Conheci Caio Junqueira quando ele deveria ter uns 5 ou 6 anos de idade. Eu era Produtor contratado do filme Bar Esperança, do Hugo Carvana, à convite do Produtor Carlos Diniz, e ele vinha visitar o irmão Jonas Torres nas filmagens – que interpretava genialmente o filho do casal protagonista ( Hugo e Marilia Pera). À partir daí, de longe, acompanhei com entusiasmo o surgimento desse grande ator principalmente nas telas do cinema ( Com licença, eu vou à luta, de Lui Farias, entre outros).

Em 1996, quando me preparava pra filmar FOR ALL, O TRAMPOLIM DA VITÓRIA, por sugestão de meu parceiro na Direção Buza Ferraz, convidamos Caio para interpretar um personagem, que ele ajudou a desenvolver com a sua sensibilidade e o seu carinho. Dirigi-lo foi um dos imensos prazeres que este filme me deu. Ele estava ao meu lado, na premiação do Festival de Gramado, e ajudou-nos a descer do palco com as estatuetas dos muitos prêmios que ganhamos, nos dias inesquecíveis que passamos naquela linda cidade. Ele e sua inteligência, seu bom humor, sua delicadeza de ser.

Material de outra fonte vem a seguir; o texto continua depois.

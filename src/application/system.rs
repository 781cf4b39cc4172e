//! System factory - the single wiring site for the component graph.
//!
//! Components reference their peers through ports injected here; nothing
//! reaches for globals. Infrastructure (stores, model, embedder, sandbox,
//! bus) is handed in as `EngineDeps`, so tests wire in-memory doubles and
//! `main` wires Postgres, Ollama, and the process sandbox.

use std::sync::Arc;
use thiserror::Error;
use tracing::info;

use crate::adapters::tools::seed_builtin_tools;
use crate::config::AppConfig;
use crate::ports::{
    Embedder, EventBus, ExecutionStore, LanguageModel, Sandbox, SourceError, ToolSourceStore,
    VersionStore,
};

use super::discovery::{DiscoveryError, ToolDiscovery};
use super::improvement::{AutonomousImprovement, ImprovementConfig};
use super::investigation::{InvestigationConfig, SelfInvestigator};
use super::monitor::{BackgroundMonitor, MonitorConfig};
use super::neurons::{
    default_forbidden_constructs, CodeGenerator, CodeValidator, GenerativeResponder,
    IntentClassifier, IntentClassifierConfig, ToolForge, ToolSelector,
};
use super::orchestrator::{Orchestrator, OrchestratorConfig};
use super::pattern_cache::PatternCache;
use super::recovery::{ErrorRecovery, RecoveryConfig};
use super::registry::ToolRegistry;
use super::version_manager::VersionManager;

/// Errors raised while assembling the engine.
#[derive(Debug, Error)]
pub enum BuildError {
    #[error("tool directory setup failed: {0}")]
    Tools(#[from] SourceError),

    #[error("discovery index build failed: {0}")]
    Discovery(#[from] DiscoveryError),
}

/// Infrastructure the engine is built over.
pub struct EngineDeps {
    pub execution_store: Arc<dyn ExecutionStore>,
    pub version_store: Arc<dyn VersionStore>,
    pub model: Arc<dyn LanguageModel>,
    pub embedder: Arc<dyn Embedder>,
    pub sandbox: Arc<dyn Sandbox>,
    pub source_store: Arc<dyn ToolSourceStore>,
    pub event_bus: Option<Arc<dyn EventBus>>,
}

/// The assembled engine.
pub struct Engine {
    pub orchestrator: Arc<Orchestrator>,
    pub registry: Arc<ToolRegistry>,
    pub discovery: Arc<ToolDiscovery>,
    pub investigator: Arc<SelfInvestigator>,
    pub improvement: Arc<AutonomousImprovement>,
    pub version_manager: Arc<VersionManager>,
    pub monitor: Arc<BackgroundMonitor>,
    pub execution_store: Arc<dyn ExecutionStore>,
}

impl Engine {
    /// Builds the full component graph.
    pub async fn build(config: &AppConfig, deps: EngineDeps) -> Result<Self, BuildError> {
        let EngineDeps {
            execution_store,
            version_store,
            model,
            embedder,
            sandbox,
            source_store,
            event_bus,
        } = deps;

        // Tool catalogue: seed builtins, then load everything on disk.
        seed_builtin_tools(source_store.as_ref()).await?;
        let registry = Arc::new(ToolRegistry::from_sources(
            Arc::clone(&source_store),
            Arc::clone(&sandbox),
        ));
        registry.refresh().await?;

        // Discovery shares the embedder with the caches so all vector
        // spaces stay consistent.
        let discovery = Arc::new(ToolDiscovery::new(
            Arc::clone(&registry),
            Arc::clone(&execution_store),
            Arc::clone(&embedder),
        ));
        discovery.index_all_tools().await?;

        let intent_cache = Arc::new(
            PatternCache::load(
                Arc::clone(&embedder),
                config.engine.cache_dir.join("intent_cache.json"),
            )
            .await,
        );
        let selector_cache = Arc::new(
            PatternCache::load(
                Arc::clone(&embedder),
                config.engine.cache_dir.join("selector_cache.json"),
            )
            .await,
        );

        let version_manager = Arc::new(
            VersionManager::new(Arc::clone(&version_store), Arc::clone(&execution_store))
                .with_deployment_targets(Arc::clone(&source_store), Arc::clone(&registry)),
        );

        let investigator = Arc::new(SelfInvestigator::new(
            Arc::clone(&execution_store),
            event_bus.clone(),
            InvestigationConfig {
                check_interval: std::time::Duration::from_secs(
                    config.engine.investigation_interval_secs,
                ),
                alert_threshold: config.engine.alert_threshold,
                ..Default::default()
            },
        ));

        let improvement = Arc::new(AutonomousImprovement::new(
            Arc::clone(&investigator),
            ToolForge::new(Arc::clone(&model)),
            Arc::clone(&version_manager),
            Arc::clone(&execution_store),
            Arc::clone(&source_store),
            Arc::clone(&registry),
            ImprovementConfig {
                enable_real_improvements: config.engine.enable_real_improvements,
                enable_auto_improvement: config.engine.enable_auto_improvement,
                min_sample_size: config.engine.min_sample_size,
                confidence_threshold: config.engine.confidence_threshold,
                ..Default::default()
            },
        ));

        let orchestrator = Arc::new(Orchestrator::new(
            IntentClassifier::new(
                Arc::clone(&model),
                Arc::clone(&intent_cache),
                Some(Arc::clone(&discovery)),
                IntentClassifierConfig::default(),
            ),
            ToolSelector::new(
                Arc::clone(&model),
                Arc::clone(&registry),
                Arc::clone(&selector_cache),
                0.85,
            ),
            CodeGenerator::new(Arc::clone(&model)),
            CodeValidator::new(default_forbidden_constructs(), 5),
            GenerativeResponder::new(Arc::clone(&model)),
            Arc::clone(&discovery),
            Arc::clone(&registry),
            Arc::clone(&sandbox),
            ErrorRecovery::new(
                Arc::clone(&model),
                Arc::clone(&registry),
                Arc::clone(&execution_store),
                RecoveryConfig::default(),
            ),
            Arc::clone(&execution_store),
            intent_cache,
            selector_cache,
            event_bus,
            OrchestratorConfig {
                max_depth: config.engine.max_depth,
                ..Default::default()
            },
        ));

        let monitor = Arc::new(BackgroundMonitor::new(
            Arc::clone(&execution_store),
            Arc::clone(&investigator),
            Some(Arc::clone(&improvement)),
            MonitorConfig {
                statistics_interval: std::time::Duration::from_secs(
                    config.engine.statistics_interval_secs,
                ),
                improvement_interval: std::time::Duration::from_secs(
                    config.engine.improvement_interval_secs,
                ),
            },
        ));

        info!(tools = registry.len(), "engine assembled");
        Ok(Self {
            orchestrator,
            registry,
            discovery,
            investigator,
            improvement,
            version_manager,
            monitor,
            execution_store,
        })
    }

    /// Starts the background loops.
    pub async fn start_background_tasks(&self) {
        self.monitor.start().await;
    }

    /// Stops the background loops, bounded per task.
    pub async fn shutdown(&self) {
        self.monitor.stop().await;
    }
}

Caio Junqueira e Alexandre Barros (1996)

Nos tornamos amigos e novamente contei com seu sensível desempenho no meu filme VIVA SAPATO! (2004).Os dias hospedados na Ilha de Paquetá consolidaram seu romance com a atriz cubana Laura Ramos, protagonista do filme. Na pós-Produção em Madrid, por ser a residência dela e eu usufruir, por força do contrato da Coprodução, daquela linda cidade, estávamos sempre juntos.Depois do trabalho, a festa que é a Espanha.Jantares organizados por meu ator Jorge Sanz, para me apresentar aos diretores espanhóis como Fernando Trueba, Bigas Luna e Pedro Almodóvar, irmão e Produtor de Pedro, num clube inglês, entre muitos outros encontros e passeios nossos.

VIVA SAPATO! (2004). Caio com Paula Burlamaqui e Laura Ramos

A paixão deles me sensibilizou e produziu muitos outros encontros felizes no Rio, em La Habana e em Fortaleza.Cheguei a hospedá-los na casa de um amigo. Depois, a vida nos afastou. Sempre pontuadas por promessas de novos encontros através de msgs e telefonemas. Mas com a mesma emoção e amor que só as grandes amizades conservam.

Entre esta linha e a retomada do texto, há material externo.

//! Autonomous Improvement - the detect / generate / validate / deploy /
//! rollback cycle.
//!
//! Consumes self-investigation output, asks the forge for replacement
//! sources, A/B-validates candidates, and deploys through the backup +
//! verify + version-record path. Deployment is automatic only behind the
//! configured gate; everything else queues for manual review.

use serde::Serialize;
use std::sync::Arc;
use thiserror::Error;
use tracing::{info, warn};

use crate::domain::health::{
    AbMetrics, AbRecommendation, AbTestOutcome, ImprovementOpportunity, OpportunityKind,
    OpportunityMetrics, Severity,
};
use crate::domain::tooling::ToolStatistics;
use crate::domain::versioning::{CreatedBy, ImprovementType};
use crate::ports::{
    ExecutionStore, SourceError, StoreError, ToolCreationEvent, ToolSourceStore,
};

use super::investigation::SelfInvestigator;
use super::neurons::{ForgeRequest, NeuronError, ToolForge};
use super::registry::ToolRegistry;
use super::version_manager::{VersionManager, VersionManagerError};

/// Tools averaging slower than this are performance opportunities.
const SLOW_TOOL_THRESHOLD_MS: f64 = 5_000.0;
/// At most this many critical/high opportunities are acted on per cycle.
const MAX_ACTIONS_PER_CYCLE: usize = 3;

/// Improvement tunables.
#[derive(Debug, Clone)]
pub struct ImprovementConfig {
    /// When false, the cycle runs end to end but produces placeholder
    /// improvements and never touches disk.
    pub enable_real_improvements: bool,
    /// When false, validated improvements queue for manual review
    /// instead of deploying.
    pub enable_auto_improvement: bool,
    /// Minimum executions before a tool is eligible.
    pub min_sample_size: i64,
    /// Success rate under which a failing tool is eligible.
    pub improvement_threshold: f64,
    /// Validation confidence the auto-deploy gate requires.
    pub confidence_threshold: f64,
}

impl Default for ImprovementConfig {
    fn default() -> Self {
        Self {
            enable_real_improvements: false,
            enable_auto_improvement: false,
            min_sample_size: 5,
            improvement_threshold: 0.7,
            confidence_threshold: 0.80,
        }
    }
}

/// Improvement errors.
#[derive(Debug, Error)]
pub enum ImprovementError {
    #[error(transparent)]
    Store(#[from] StoreError),

    #[error(transparent)]
    Source(#[from] SourceError),

    #[error(transparent)]
    Forge(#[from] NeuronError),

    #[error(transparent)]
    Versioning(#[from] VersionManagerError),

    #[error("no statistics available for tool '{0}'")]
    NoStatistics(String),

    #[error("deployment verification failed for '{tool}': {reason}")]
    VerificationFailed { tool: String, reason: String },

    #[error("no improvement generated for tool '{0}'")]
    NothingToDeploy(String),
}

/// Whether an improvement carries real source or is a dry-run record.
#[derive(Debug, Clone, Copy, PartialEq, Eq, Serialize)]
#[serde(rename_all = "snake_case")]
pub enum ImprovementMode {
    Real,
    Placeholder,
}

/// A generated (not yet deployed) improvement.
#[derive(Debug, Clone, Serialize)]
pub struct GeneratedImprovement {
    pub tool_name: String,
    pub mode: ImprovementMode,
    #[serde(skip_serializing_if = "Option::is_none")]
    pub code: Option<String>,
    pub improvements: Vec<String>,
    pub failure_patterns_addressed: usize,
}

/// Record of a deployment (real or simulated).
#[derive(Debug, Clone, Serialize)]
pub struct DeploymentRecord {
    pub tool_name: String,
    pub mode: ImprovementMode,
    pub backup_created: bool,
    #[serde(skip_serializing_if = "Option::is_none")]
    pub version_id: Option<i64>,
}

/// Summary of one improvement cycle.
#[derive(Debug, Clone, Default, Serialize)]
pub struct CycleReport {
    pub opportunities_detected: usize,
    pub improved: Vec<String>,
    pub deployed: Vec<String>,
    pub queued_for_review: Vec<String>,
    pub failed: Vec<String>,
}

pub struct AutonomousImprovement {
    investigator: Arc<SelfInvestigator>,
    forge: ToolForge,
    version_manager: Arc<VersionManager>,
    execution_store: Arc<dyn ExecutionStore>,
    source_store: Arc<dyn ToolSourceStore>,
    registry: Arc<ToolRegistry>,
    config: ImprovementConfig,
}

A última delas, no final de dezembro passado, marcava pra depois do reveillon o nosso reencontro. Já ouvi dezenas de vezes sua voz no meu celular. Não tenho coragem de apagá-la.

Sua imagem está eternizada nesses nossos filmes.

Sua falta consolida esse sentimento de perda incurável como é até hoje a morte de meu filho.

Eu te amo foram as últimas palavras que me disse o meu amigo.